═══ Input material
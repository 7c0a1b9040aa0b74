//! # Opflow
//!
//! Op definitions, aliased invocations and tag resolution for pipelines.
//!
//! An [`OpDefinition`](definitions::OpDefinition) is a reusable unit of work
//! that declares a set of tags. A pipeline invokes definitions, optionally
//! under an alias and with a tag overlay. Each invocation runs with its
//! effective tags: the declared tags with the overlay applied on top, so
//! overlay values win on key collisions.
//!
//! ## Quick Start
//!
//! ```rust,no_run
//! use opflow::prelude::*;
//!
//! # async fn demo() -> Result<(), OpflowError> {
//! let pipeline = PipelineBuilder::new("metadata_pipeline")
//!     .definition(
//!         OpDefinition::from_fn("metadata_solid", |ctx: &OpContext| {
//!             OpOutput::ok_value("foo", serde_json::json!(ctx.tags().get("foo")))
//!         })
//!         .with_tags([("foo", "bar"), ("baz", "quux")]),
//!     )?
//!     .invoke(
//!         InvocationSpec::new("metadata_solid")
//!             .with_alias("aliased_metadata_solid")
//!             .with_tags([("foo", "oof"), ("bip", "bop")]),
//!     )
//!     .build()?;
//!
//! let result = pipeline.run().await?;
//! assert!(result.success);
//! # Ok(())
//! # }
//! ```

#![forbid(unsafe_code)]
#![warn(
    clippy::all,
    clippy::pedantic,
    missing_docs,
    rust_2018_idioms
)]
#![allow(
    clippy::module_name_repetitions,
    clippy::must_use_candidate,
    clippy::missing_errors_doc,
    clippy::missing_panics_doc
)]

pub mod config;
pub mod context;
pub mod core;
pub mod definitions;
pub mod errors;
pub mod events;
pub mod invocation;
pub mod observability;
pub mod ops;
pub mod pipeline;
pub mod testing;
pub mod utils;

/// Prelude module for convenient imports
pub mod prelude {
    pub use crate::config::{ExecutionConfig, LoggingConfig, OpflowConfig};
    pub use crate::context::{ExecutionContext, OpContext, PipelineContext, RunIdentity};
    pub use crate::core::{OpOutput, OpStatus, Tags};
    pub use crate::definitions::{DefinitionRegistry, OpDefinition};
    pub use crate::errors::{
        ContractErrorInfo, CycleDetectedError, OpflowError, PipelineValidationError,
        RegistryError, ResolutionError,
    };
    pub use crate::events::{CollectingEventSink, EventSink, LoggingEventSink, NoOpEventSink};
    pub use crate::invocation::{resolve, InvocationSpec, ResolvedInvocation};
    pub use crate::observability::init_tracing;
    pub use crate::ops::{FnOp, NoOp, Op};
    pub use crate::pipeline::{Pipeline, PipelineBuilder, PipelineRunResult};
    pub use crate::utils::{iso_timestamp, Timestamp};
}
══════
• **Directions**
What number of lines in the records hold "OpContext"? Reply with that number alone.

• **Expected output**
2